Whether we like it or not, we are hearing a lot, maybe too much, about testimony these days. The Donald Trump trial is fodder for the newscasts as they talk about the courtroom testimony of Stormy Daniels, or Michael Cohen. Analysts dissect what was said. And defense lawyers claim the testimony wasn’t the truth.
Testify–that’s legal language, courtroom language. And testifying in a courtroom is about speaking and confessing what is true. That’s what’s supposed to happen in a court of law.
So when Jesus was about to leave his disciples through his death and ascension, he told them he would send one who would testify to them, and through them to the world. He would testify the truth about Jesus. The Holy Spirit is Jesus’ Star Witness.
That is the Holy Spirit’s job, if you will, to shine the light on Jesus, to glorify Christ. Sometimes we might wonder why the Bible doesn’t say too much about the Holy Spirit, certainly not nearly as much as we read about Jesus. But actually that is just fine with the Holy Spirit. He wants Jesus to get that kind of attention. The Holy Spirit wants people to look upon Jesus and be saved.

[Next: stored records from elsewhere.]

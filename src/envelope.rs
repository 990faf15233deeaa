//! Telemetry envelopes emitted by co-located processes.
//!
//! An envelope carries exactly one message (counter, gauge or timer) plus the
//! metadata describing where it came from. Envelopes with no message, or with
//! more than one, carry `message: None` and are ignored by the collector.

use serde::Deserialize;
use std::collections::HashMap;

#[derive(Clone, Debug, Default, PartialEq, Deserialize)]
#[serde(from = "WireEnvelope")]
pub struct Envelope {
    pub source_id: String,
    pub instance_id: String,
    pub tags: HashMap<String, String>,
    pub message: Option<Message>,
}

#[derive(Clone, Debug, PartialEq)]
pub enum Message {
    Counter(Counter),
    Gauge(Gauge),
    Timer(Timer),
}

/// A monotonically increasing count. Emitters send either a `delta` since
/// their last emission or the cumulative `total`.
#[derive(Clone, Debug, Default, PartialEq, Deserialize)]
pub struct Counter {
    pub name: String,
    #[serde(default)]
    pub delta: u64,
    #[serde(default)]
    pub total: u64,
}

#[derive(Clone, Debug, Default, PartialEq, Deserialize)]
pub struct Gauge {
    pub metrics: HashMap<String, GaugeValue>,
}

#[derive(Clone, Debug, Default, PartialEq, Deserialize)]
pub struct GaugeValue {
    pub value: f64,
    #[serde(default)]
    pub unit: String,
}

/// A single timed operation, timestamps in nanoseconds.
#[derive(Clone, Debug, Default, PartialEq, Deserialize)]
pub struct Timer {
    pub name: String,
    pub start: i64,
    pub stop: i64,
}

impl Timer {
    pub fn duration_secs(&self) -> f64 {
        self.stop.wrapping_sub(self.start) as f64 / 1_000_000_000.0
    }
}

#[cfg(test)]
impl Envelope {
    pub fn counter(source_id: &str, name: &str, total: u64) -> Self {
        Self::with_message(
            source_id,
            Message::Counter(Counter {
                name: name.to_string(),
                delta: 0,
                total,
            }),
        )
    }

    pub fn delta_counter(source_id: &str, name: &str, delta: u64) -> Self {
        Self::with_message(
            source_id,
            Message::Counter(Counter {
                name: name.to_string(),
                delta,
                total: 0,
            }),
        )
    }

    pub fn gauge<'a>(
        source_id: &str,
        values: impl IntoIterator<Item = (&'a str, f64, &'a str)>,
    ) -> Self {
        let metrics = values
            .into_iter()
            .map(|(name, value, unit)| {
                (
                    name.to_string(),
                    GaugeValue {
                        value,
                        unit: unit.to_string(),
                    },
                )
            })
            .collect();

        Self::with_message(source_id, Message::Gauge(Gauge { metrics }))
    }

    pub fn timer(source_id: &str, name: &str, start: i64, stop: i64) -> Self {
        Self::with_message(
            source_id,
            Message::Timer(Timer {
                name: name.to_string(),
                start,
                stop,
            }),
        )
    }

    fn with_message(source_id: &str, message: Message) -> Self {
        Self {
            source_id: source_id.to_string(),
            instance_id: String::new(),
            tags: HashMap::new(),
            message: Some(message),
        }
    }

    pub fn instance(mut self, instance_id: &str) -> Self {
        self.instance_id = instance_id.to_string();
        self
    }

    pub fn tag(mut self, key: &str, value: &str) -> Self {
        self.tags.insert(key.to_string(), value.to_string());
        self
    }
}

// Newline-delimited JSON shape accepted by the ingress listener. Each variant
// is a sibling field so that malformed input with several populated variants
// can be detected and discarded.
#[derive(Deserialize)]
struct WireEnvelope {
    #[serde(default)]
    source_id: String,
    #[serde(default)]
    instance_id: String,
    #[serde(default)]
    tags: HashMap<String, String>,
    #[serde(default)]
    counter: Option<Counter>,
    #[serde(default)]
    gauge: Option<Gauge>,
    #[serde(default)]
    timer: Option<Timer>,
}

impl From<WireEnvelope> for Envelope {
    fn from(wire: WireEnvelope) -> Self {
        let message = match (wire.counter, wire.gauge, wire.timer) {
            (Some(counter), None, None) => Some(Message::Counter(counter)),
            (None, Some(gauge), None) => Some(Message::Gauge(gauge)),
            (None, None, Some(timer)) => Some(Message::Timer(timer)),
            _ => None,
        };

        Self {
            source_id: wire.source_id,
            instance_id: wire.instance_id,
            tags: wire.tags,
            message,
        }
    }
}

#[cfg(test)]
mod tests {
    use super::*;

    #[test]
    fn decode_counter() {
        let envelope: Envelope = serde_json::from_str(
            r#"{"source_id":"svc","instance_id":"1","tags":{"a":"b"},"counter":{"name":"requests","total":22}}"#,
        )
        .unwrap();

        assert_eq!(
            envelope,
            Envelope::counter("svc", "requests", 22)
                .instance("1")
                .tag("a", "b")
        );
    }

    #[test]
    fn decode_gauge_with_unit() {
        let envelope: Envelope = serde_json::from_str(
            r#"{"source_id":"svc","gauge":{"metrics":{"memory":{"value":10.5,"unit":"bytes"}}}}"#,
        )
        .unwrap();

        assert_eq!(envelope, Envelope::gauge("svc", [("memory", 10.5, "bytes")]));
    }

    #[test]
    fn multiple_variants_decode_to_nothing() {
        let envelope: Envelope = serde_json::from_str(
            r#"{"source_id":"svc","counter":{"name":"a","total":1},"timer":{"name":"b","start":0,"stop":1}}"#,
        )
        .unwrap();

        assert!(envelope.message.is_none());

        let envelope: Envelope = serde_json::from_str(r#"{"source_id":"svc"}"#).unwrap();
        assert!(envelope.message.is_none());
    }

    #[test]
    fn timer_duration() {
        let timer = Timer {
            name: "http".into(),
            start: 1_000_000,
            stop: 1_001_000_000,
        };

        assert!((timer.duration_secs() - 1.0).abs() < 1e-9);
    }

    #[test]
    fn timer_duration_with_extreme_timestamps() {
        let timer = Timer {
            name: "http".into(),
            start: i64::MIN,
            stop: 1,
        };

        assert!(timer.duration_secs().is_finite());

        let timer = Timer {
            name: "http".into(),
            start: 1,
            stop: i64::MIN,
        };

        assert!(timer.duration_secs().is_finite());
    }
}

Think of it this way: Your car is out somewhere in a big parking lot. But it is night, it is dark, and you do not know where to your car is. So the security guard comes alongside you, with a flashlight, and leads you to your car, shining the light on it, not on himself. So you see the car, but you do not notice the person holding the flashlight, even though you couldn’t have found the car without the person holding the flashlight.
That is how the Holy Spirit works. We do not notice him much, but all the while he is pointing the flashlight at Jesus, so we can see our Savior clearly and find him, so to speak. As we say in the Catechism: “I believe
that I cannot by my own reason strength believe in Jesus Christ, my Lord, or come to him; but the Holy Spirit has called me by the gospel.” The Holy Spirit will guide us into all the truth about our Savior.
We live in a world today where nobody seems to be sure that there is such a thing as truth. Truth, we are told, is whatever happens to be true for you. But that is all so subjective and shaky and uncertain. Yet there is such a thing as absolute truth. Truth is what God says in his Word. That is what we can be sure of.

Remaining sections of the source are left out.